Thomas Eshuis's linked article wrote:If our every demand for proof and explanation were satisfied, we'd only trust and follow God to the extent that he proved himself to us.
Thomas Eshuis's linked article wrote:We would be relying on the external evidence and our own judgment of it, not actually trusting God.
Thomas Eshuis's linked article wrote: For us to actively trust God, we have to continue in our belief even when what we believe in isn't proven. And why is trust so important? Because it requires a deeper relationship with the one trusted.
Thomas Eshuis's linked article wrote:Anyone will believe a stranger's statement if he immediately produces proof to back it up, but believing a person without having proof requires the believer to have a positive opinion of the person (at least that they deserve the benefit of the doubt) and to take a certain amount of risk. If the risk is large, the believer is dependent on the person. If the trust turns out to be justified, the believer has a higher opinion of the person and a stronger relationship with them.
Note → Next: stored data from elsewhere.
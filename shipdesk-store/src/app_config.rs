use serde::Deserialize;
use std::env;

#[derive(Debug, Deserialize, Clone)]
pub struct Config {
    pub server: ServerConfig,
    pub database: DatabaseConfig,
    pub shipping: ShippingConfig,
    pub carriers: CarriersConfig,
}

#[derive(Debug, Deserialize, Clone)]
pub struct ServerConfig {
    pub port: u16,
}

#[derive(Debug, Deserialize, Clone)]
pub struct DatabaseConfig {
    pub url: String,
}

#[derive(Debug, Deserialize, Clone)]
pub struct ShippingConfig {
    /// Carrier used when auto-select is off and no carrier is specified
    pub default_carrier: String,
    #[serde(default)]
    pub auto_select_cheapest: bool,
    /// Warehouse pincode all shipments originate from
    pub origin_pincode: String,
    #[serde(default = "default_token_ttl")]
    pub token_ttl_seconds: u64,
}

// 55 minutes; carrier sessions run an hour
fn default_token_ttl() -> u64 {
    3300
}

#[derive(Debug, Deserialize, Clone)]
pub struct CarriersConfig {
    pub shiprocket: ShiprocketSettings,
    pub delhivery: DelhiverySettings,
    pub nimbuspost: NimbusSettings,
}

#[derive(Debug, Deserialize, Clone)]
pub struct ShiprocketSettings {
    pub base_url: String,
    pub email: String,
    pub password: String,
    pub pickup_location: String,
}

#[derive(Debug, Deserialize, Clone)]
pub struct DelhiverySettings {
    pub base_url: String,
    pub api_key: String,
    pub pickup_name: String,
}

#[derive(Debug, Deserialize, Clone)]
pub struct NimbusSettings {
    pub base_url: String,
    pub email: String,
    pub password: String,
}

impl Config {
    pub fn load() -> Result<Self, config::ConfigError> {
        let run_mode = env::var("RUN_MODE").unwrap_or_else(|_| "development".into());

        let s = config::Config::builder()
            .add_source(config::File::with_name("config/default"))
            .add_source(config::File::with_name(&format!("config/{}", run_mode)).required(false))
            .add_source(config::File::with_name("config/local").required(false))
            // Eg. `SHIPDESK_CARRIERS__SHIPROCKET__PASSWORD=...`
            .add_source(config::Environment::with_prefix("SHIPDESK").separator("__"))
            .build()?;

        s.try_deserialize()
    }
}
Another way of seeing it is this: Suppose a married man attends a weeklong, out-of-state conference. His wife can choose to trust that he won't have an affair while at the conference, or she can demand proof of his faithfulness by insisting he call her every hour and give a detailed account of his doings, making him wear a beeper so that she can call him at random, hiring someone to spy on him, etc.
Yet if she demands proof, the husband will most likely respond with "What, don't you trust me?" He will be offended because his wife's asking for proof indicates that she doesn't trust him - and since she knows his character, her distrust says that his character is lacking.
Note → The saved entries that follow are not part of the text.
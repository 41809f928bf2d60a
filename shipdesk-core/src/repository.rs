use async_trait::async_trait;
use uuid::Uuid;

use crate::order::Order;

/// Repository trait for order data access
#[async_trait]
pub trait OrderRepository: Send + Sync {
    async fn create_order(
        &self,
        order: &Order,
    ) -> Result<Uuid, Box<dyn std::error::Error + Send + Sync>>;

    async fn get_order(
        &self,
        id: Uuid,
    ) -> Result<Option<Order>, Box<dyn std::error::Error + Send + Sync>>;

    async fn find_by_order_number(
        &self,
        order_number: &str,
    ) -> Result<Option<Order>, Box<dyn std::error::Error + Send + Sync>>;

    async fn find_by_tracking_id(
        &self,
        tracking_id: &str,
    ) -> Result<Option<Order>, Box<dyn std::error::Error + Send + Sync>>;

    /// Write back the order's mutable fulfillment state (status, canonical
    /// tracking pair, sub-records, history, payment status).
    async fn save_order(
        &self,
        order: &Order,
    ) -> Result<(), Box<dyn std::error::Error + Send + Sync>>;

    async fn list_orders(
        &self,
        customer_id: &str,
    ) -> Result<Vec<Order>, Box<dyn std::error::Error + Send + Sync>>;
}

/// Product stock adjustment, consumed as a collaborator interface
#[async_trait]
pub trait StockRepository: Send + Sync {
    /// Positive delta restocks, negative delta consumes
    async fn adjust_stock(
        &self,
        product_id: Uuid,
        delta: i64,
    ) -> Result<(), Box<dyn std::error::Error + Send + Sync>>;
}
On the other hand, if she trusts him, it says that she really believes he will be faithful - much more so than if she simply stated she trusted him, yet never spent a night apart from him. It's much the same with God. God wants us to trust him, because that requires both believing that he is trustworthy and acting on that belief.
That's not to say that God requires us to have blind faith - he wants us to love him with all of our mind (Lk 10:27), and he will give us reason to believe if we ask him - but that God wants our relationship with him to be built on trust as much as possible (Jn 20:29).
Thomas Eshuis wrote:Funny, but I can't stand those computer generated voices. They irk me.
(Y)ou refer to the "lie" that half of all homosexual men are HIV. But the REAL WORLD CDC says Gay, bisexual, and other men who have sex with men (MSM)a represent approximately 2% of the United States population, yet are the population most severely affected by HIV. In 2010, young gay and bisexual men (aged 13-24 years) accounted for 72% of new HIV infections among all persons aged 13 to 24, and 30% of new infections among all gay and bisexual men. At the end of 2011, an estimated 500,022 (57%) persons living with an HIV diagnosis in the United States were gay and bisexual men.. According to the math I learned in REAL WORLD schools,57% is indeed over half....
DarthHelmet86 wrote:50 percent of the people with it are gay...thus 50 percent of gay people have it. By the same logic 50 percent of the people who have it are straight so 50 percent of straight people are infected.